While Kurt Russell later revealed that he was key to Tombstone’s directing after Jarre was fired, and Cosmatos was merely a frontman, the replacement director was noted as highly focused on the film being faithful in its historical detail. In that vision, he clearly shared something important with Jarre that helped make Tombstone so enduring.
But the more important detail on Tombstone’s mustaches – because you can’t have too many – reveals that the commitment to accuracy actually led to Kurt Russell having to change his during production. Russell revealed in an interview with Esquire that he intended to grow his ‘stache longer based on photographs of the real-life Wyatt Earp. But Russell’s error was revealed by Cosmatos, who recognized Russell’s photograph was from an earlier period of his life and demanded he updated it:
“It’s funny, I let my mustache grow to try to find what I wanted to do with Wyatt Earp. There was a picture that I had of him where I had the exact same mustache, but [Cosmatos], he was being incredibly accurate to certain things. He said, ‘Well, that’s not the way he wore his mustache at that time.’ And I’m actually glad that I went with the mustache that he wanted me to go with, but the other mustache … God, I looked just like him. I don’t know whether it was the right or wrong thing to do in that regard.”
Obviously, in the years since its release, it’s the characters and performances that have made Tombstone one of the most popular Westerns of all time, but its the attention to detail that really sings. Made for the fairly large budget of $25m (considering 1993’s highest-grossing film, Jurassic Park, was made for $63m), Tombstone used its budget incredibly well. You can see it all on screen in the lovingly faithful reconstruction of the 1881 Gunfight at the OK Corral.

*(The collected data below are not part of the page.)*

//! # Candidate Pair Sampling
//!
//! The sampler seam of the annotation loop. Each iteration asks the
//! configured sampler for a batch of still-undetermined pairs to put in
//! front of the annotator; the loop itself is indifferent to how those
//! pairs are chosen.

use crate::constraints::ConstraintManager;
use crate::model::{ClusteringResult, FeatureVectors, IterationId};
use anyhow::Result;
use rand::rngs::StdRng;
use rand::seq::SliceRandom;
use rand::SeedableRng;

/// Everything a sampler may consult when picking the next batch.
///
/// Feature vectors and the previous clustering are passed through opaquely
/// for distance- or boundary-driven strategies; the baseline sampler only
/// reads the constraint state.
pub struct SamplingContext<'a> {
    pub manager: &'a ConstraintManager,
    pub vectors: &'a FeatureVectors,
    pub previous_clustering: Option<&'a ClusteringResult>,
    pub iteration: IterationId,
    pub batch_size: usize,
}

/// Strategy for choosing which undetermined pairs to annotate next.
pub trait ConstraintSampler {
    /// Short strategy name for logs and the run summary.
    fn name(&self) -> &str;

    /// Pick up to `ctx.batch_size` undetermined pairs.
    ///
    /// Returning fewer pairs than requested is normal near exhaustion. An
    /// empty batch is a valid nothing-to-propose signal, not an error; the
    /// loop then falls back to uniform random sampling so progress never
    /// stalls.
    fn sample(&mut self, ctx: &SamplingContext<'_>) -> Result<Vec<(String, String)>>;
}

/// Uniform sampling over the undetermined pairs, seeded for reproducibility.
///
/// The candidate list comes out of the manager in lexicographic order, so a
/// fixed seed yields the same batches run after run.
pub struct RandomSampler {
    rng: StdRng,
}

impl RandomSampler {
    pub fn new(seed: u64) -> Self {
        Self {
            rng: StdRng::seed_from_u64(seed),
        }
    }
}

impl ConstraintSampler for RandomSampler {
    fn name(&self) -> &str {
        "random"
    }

    fn sample(&mut self, ctx: &SamplingContext<'_>) -> Result<Vec<(String, String)>> {
        let mut pairs = ctx.manager.undetermined_pairs();
        pairs.shuffle(&mut self.rng);
        pairs.truncate(ctx.batch_size);
        Ok(pairs)
    }
}

#[cfg(test)]
mod tests {
    use super::*;
    use crate::model::{ConstraintKind, Universe};

    fn context<'a>(
        manager: &'a ConstraintManager,
        vectors: &'a FeatureVectors,
        batch_size: usize,
    ) -> SamplingContext<'a> {
        SamplingContext {
            manager,
            vectors,
            previous_clustering: None,
            iteration: IterationId(1),
            batch_size,
        }
    }

    #[test]
    fn test_random_sampler_is_reproducible() {
        let manager = ConstraintManager::new(Universe::new(["a", "b", "c", "d", "e"]));
        let vectors = FeatureVectors::new();

        let mut first = RandomSampler::new(7);
        let mut second = RandomSampler::new(7);
        let batch_a = first.sample(&context(&manager, &vectors, 3)).unwrap();
        let batch_b = second.sample(&context(&manager, &vectors, 3)).unwrap();
        assert_eq!(batch_a, batch_b);
        assert_eq!(batch_a.len(), 3);
    }

    #[test]
    fn test_sampler_only_returns_undetermined_pairs() {
        let mut manager = ConstraintManager::new(Universe::new(["a", "b", "c"]));
        manager
            .add_constraint("a", "b", ConstraintKind::MustLink)
            .unwrap();
        let vectors = FeatureVectors::new();

        let mut sampler = RandomSampler::new(0);
        let batch = sampler.sample(&context(&manager, &vectors, 10)).unwrap();
        assert_eq!(batch.len(), 2);
        assert!(!batch.contains(&("a".to_string(), "b".to_string())));
    }

    #[test]
    fn test_short_batch_when_few_pairs_remain() {
        let mut manager = ConstraintManager::new(Universe::new(["a", "b", "c"]));
        manager
            .add_constraint("a", "b", ConstraintKind::MustLink)
            .unwrap();
        manager
            .add_constraint("a", "c", ConstraintKind::CannotLink)
            .unwrap();
        let vectors = FeatureVectors::new();

        let mut sampler = RandomSampler::new(0);
        let batch = sampler.sample(&context(&manager, &vectors, 5)).unwrap();
        assert!(batch.is_empty());
    }
}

Despite the inevitable accusations of over-sensationalism, Tombstone has been praised for its historical accuracy, but the more important fact to consider is that when collective consciousness turns back to the OK Corral – a relatively insignificant event in real history, according to experts – it’s this version that is more often than not conjured. The laser-precise accuracy of costumes, character looks, language usage, and guns – and the commitment to shoot on location in Tombstone – are so evocative that they transcend any urge to fictionalize the events for Hollywood. And it’s the little things like Russell’s mustache integrity that really make the difference.